Pogadanka w remizie OSP w Starych Babicach 5 października 2013 r. po pokazie filmu dokumentalnego “Zmienna linia partii, III wojna świartowa i raport lokomotywy, druhiej części cyklu “Transformacja od Lenina do Putina”

(Wspólna Sprawa 11)

Półtora roku temu miałem przyjemność zaprosić do Centrum Kultury Izabelin znanego reżysera Grzegorza Brauna na pokaz 1 części jego filmu dokumentalnego “TRANSFORMACJA OD LENINA DO PUTINA”. Sala była pełna, spotkanie trwało kilka godzin a relacje wciąż funkcjonują w internecie. CKI nie poniosło żadnych kosztów. Gdy jesienią 2013 roku gotowa była II część zaproponowałem kolejny pokaz. Mimo gwarantowanego sukcesu dyrektor CKI Janusz Marciniak wyraził zaskakujący brak zainteresowania i to w sposób daleki od kulturalnego - nie odpowiadając na telefony i maile. Skoro CKI nie jest dostępne dla każdego, spotkanie odbyło się w Starych Babicach. Oczywiście zakończyło się sukcesem, transmisję w telewizji Razem TV obejrzało ponad 22 tysiące widzów. O takim wyniku pan dyrektor może tylko pomarzyć, ale ostatecznie w tym samym czasie postanowił zorganizować w CKI pokaz tańca brzucha z biletami po 15 zł. Czy warto zamienić Centrum Kultury na centrum taniej rozrywki? Oceń sam, Szanowny Czytelniku. Poniżej fragmenty pogawędki Grzegorza Brauna z Izabelina i Babic. Marek Gizmajer.

 

Żydzi, Sowieci i Grom

Czy dzieje Sowietów mają wątek syjonistyczny? Odpowiedź jest oczywiście twierdząca, tak jak wspomina się w moim filmie. Projekt państwa sowieckiego budził nadzieje wielu Żydów w diasporze na spełnienie ich politycznych aspiracji, których formułowanie było naturalną konsekwencją osiągnięcia znaczącej pozycji w elicie politycznej np. Niemiec, gdzie Żydzi czuli się najlepiej, choć nie byli najliczniej reprezentowaną mniejszością, a na pewno nie tak licznie reprezentowaną jak na ziemiach dawnej Rzeczypospolitej. W Niemczech doszli do największego znaczenia politycznego i tam artykułowane były rozmaite koncepcje rozwiązania ich problemu. To, że problem istniał, było oczywiste, bo skoro były konflikty, to znaczy że był problem.

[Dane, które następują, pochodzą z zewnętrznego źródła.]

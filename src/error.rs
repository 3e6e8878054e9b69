//! # Engine Error Types
//!
//! Structured error handling for the execution engine using thiserror.
//! Store and queue faults keep their own error types and flow in via
//! `#[from]`; handlers propagate with `?` and the worker loop decides
//! between ack (permanent failure) and nack (transient, redeliver).

use thiserror::Error;

use crate::messaging::QueueError;
use crate::registry::TaskGraphError;
use crate::store::StoreError;

/// Errors surfaced by message handlers and the engine facade
#[derive(Error, Debug)]
pub enum EngineError {
    #[error(transparent)]
    Store(#[from] StoreError),

    #[error(transparent)]
    Queue(#[from] QueueError),

    #[error("Unknown stage type: {stage_type}")]
    UnknownStageType { stage_type: String },

    #[error("Unknown task implementation: {implementing_class}")]
    UnknownTaskType { implementing_class: String },

    #[error(transparent)]
    TaskGraph(#[from] TaskGraphError),

    #[error("Expression evaluation failed: {message}")]
    Expression { message: String },

    #[error("Serialization error: {0}")]
    Serialization(#[from] serde_json::Error),
}

impl EngineError {
    /// Whether redelivery is expected to succeed. Transient faults are
    /// nacked back to the queue; everything else is acked and surfaced
    /// through statuses and events.
    pub fn is_transient(&self) -> bool {
        matches!(
            self,
            EngineError::Store(StoreError::Unavailable { .. })
                | EngineError::Queue(QueueError::Unavailable { .. })
        )
    }
}

pub type Result<T> = std::result::Result<T, EngineError>;
//! # Engine Message Types
//!
//! Tagged variants for every command and event that flows through the
//! queue. Messages are routing tokens: they carry handles into the
//! execution store, never state of their own. Every variant names the
//! execution type, execution id, and owning application; stage- and
//! task-scoped variants add those ids.

use serde::{Deserialize, Serialize};

use crate::models::{ExecutionStatus, ExecutionType};

/// Envelope placed on the queue to drive the engine forward
#[derive(Debug, Clone, PartialEq, Serialize, Deserialize)]
#[serde(tag = "type", rename_all = "snake_case")]
pub enum Message {
    StartExecution {
        execution_type: ExecutionType,
        execution_id: String,
        application: String,
    },
    StartStage {
        execution_type: ExecutionType,
        execution_id: String,
        application: String,
        stage_id: String,
    },
    CompleteStage {
        execution_type: ExecutionType,
        execution_id: String,
        application: String,
        stage_id: String,
        status: ExecutionStatus,
    },
    StartTask {
        execution_type: ExecutionType,
        execution_id: String,
        application: String,
        stage_id: String,
        task_id: String,
    },
    RunTask {
        execution_type: ExecutionType,
        execution_id: String,
        application: String,
        stage_id: String,
        task_id: String,
    },
    CompleteTask {
        execution_type: ExecutionType,
        execution_id: String,
        application: String,
        stage_id: String,
        task_id: String,
        status: ExecutionStatus,
    },
    CompleteExecution {
        execution_type: ExecutionType,
        execution_id: String,
        application: String,
        status: ExecutionStatus,
    },
    PauseStage {
        execution_type: ExecutionType,
        execution_id: String,
        application: String,
        stage_id: String,
    },
    ResumeStage {
        execution_type: ExecutionType,
        execution_id: String,
        application: String,
        stage_id: String,
    },
    PauseExecution {
        execution_type: ExecutionType,
        execution_id: String,
        application: String,
    },
    ResumeExecution {
        execution_type: ExecutionType,
        execution_id: String,
        application: String,
    },
    CancelExecution {
        execution_type: ExecutionType,
        execution_id: String,
        application: String,
        canceled_by: Option<String>,
        reason: Option<String>,
    },
    CancelStage {
        execution_type: ExecutionType,
        execution_id: String,
        application: String,
        stage_id: String,
    },
    RestartStage {
        execution_type: ExecutionType,
        execution_id: String,
        application: String,
        stage_id: String,
    },
    InvalidExecutionId {
        execution_type: ExecutionType,
        execution_id: String,
        application: String,
    },
    InvalidStageId {
        execution_type: ExecutionType,
        execution_id: String,
        application: String,
        stage_id: String,
    },
    InvalidTaskType {
        execution_type: ExecutionType,
        execution_id: String,
        application: String,
        stage_id: String,
        implementing_class: String,
    },
}

impl Message {
    /// Message kind for logging and routing diagnostics
    pub fn message_type(&self) -> &'static str {
        match self {
            Self::StartExecution { .. } => "start_execution",
            Self::StartStage { .. } => "start_stage",
            Self::CompleteStage { .. } => "complete_stage",
            Self::StartTask { .. } => "start_task",
            Self::RunTask { .. } => "run_task",
            Self::CompleteTask { .. } => "complete_task",
            Self::CompleteExecution { .. } => "complete_execution",
            Self::PauseStage { .. } => "pause_stage",
            Self::ResumeStage { .. } => "resume_stage",
            Self::PauseExecution { .. } => "pause_execution",
            Self::ResumeExecution { .. } => "resume_execution",
            Self::CancelExecution { .. } => "cancel_execution",
            Self::CancelStage { .. } => "cancel_stage",
            Self::RestartStage { .. } => "restart_stage",
            Self::InvalidExecutionId { .. } => "invalid_execution_id",
            Self::InvalidStageId { .. } => "invalid_stage_id",
            Self::InvalidTaskType { .. } => "invalid_task_type",
        }
    }

    fn header(&self) -> (ExecutionType, &str, &str) {
        match self {
            Self::StartExecution { execution_type, execution_id, application }
            | Self::StartStage { execution_type, execution_id, application, .. }
            | Self::CompleteStage { execution_type, execution_id, application, .. }
            | Self::StartTask { execution_type, execution_id, application, .. }
            | Self::RunTask { execution_type, execution_id, application, .. }
            | Self::CompleteTask { execution_type, execution_id, application, .. }
            | Self::CompleteExecution { execution_type, execution_id, application, .. }
            | Self::PauseStage { execution_type, execution_id, application, .. }
            | Self::ResumeStage { execution_type, execution_id, application, .. }
            | Self::PauseExecution { execution_type, execution_id, application }
            | Self::ResumeExecution { execution_type, execution_id, application }
            | Self::CancelExecution { execution_type, execution_id, application, .. }
            | Self::CancelStage { execution_type, execution_id, application, .. }
            | Self::RestartStage { execution_type, execution_id, application, .. }
            | Self::InvalidExecutionId { execution_type, execution_id, application }
            | Self::InvalidStageId { execution_type, execution_id, application, .. }
            | Self::InvalidTaskType { execution_type, execution_id, application, .. } => {
                (*execution_type, execution_id, application)
            }
        }
    }

    pub fn execution_type(&self) -> ExecutionType {
        self.header().0
    }

    pub fn execution_id(&self) -> &str {
        self.header().1
    }

    pub fn application(&self) -> &str {
        self.header().2
    }

    /// Stage id for stage- and task-scoped variants
    pub fn stage_id(&self) -> Option<&str> {
        match self {
            Self::StartStage { stage_id, .. }
            | Self::CompleteStage { stage_id, .. }
            | Self::StartTask { stage_id, .. }
            | Self::RunTask { stage_id, .. }
            | Self::CompleteTask { stage_id, .. }
            | Self::PauseStage { stage_id, .. }
            | Self::ResumeStage { stage_id, .. }
            | Self::CancelStage { stage_id, .. }
            | Self::RestartStage { stage_id, .. }
            | Self::InvalidStageId { stage_id, .. }
            | Self::InvalidTaskType { stage_id, .. } => Some(stage_id),
            _ => None,
        }
    }
}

Istniały zasadniczo dwie szkoły. Pierwsza powiadała “potrzebujemy mieć własne państwo, wyjedźmy do Palestyny i tam je zbudujmy”, a druga “jest niepodobieństwem, aby miliony naszych pobratymców wędrowały kawał świata w klimat nieprzyjemny, pośród ludzi nieprzyjaznych, więc musimy mieć autonomię i możliwość egzekwowania naszych aspiracji politycznych tu gdzie mieszkamy”. Ta druga koncepcja w najbardziej istotny i spektakularny sposób artykułowana była pod nazwą roboczą Judeo-Polonia. Była to koncepcja bynajmniej nie zrodzona na łamach czarnosecinnych i antysemickich gazetek, tylko artykułowana na salonach politycznych Europy i świata, np. na forum tak poważnym jak Kongres Wersalski.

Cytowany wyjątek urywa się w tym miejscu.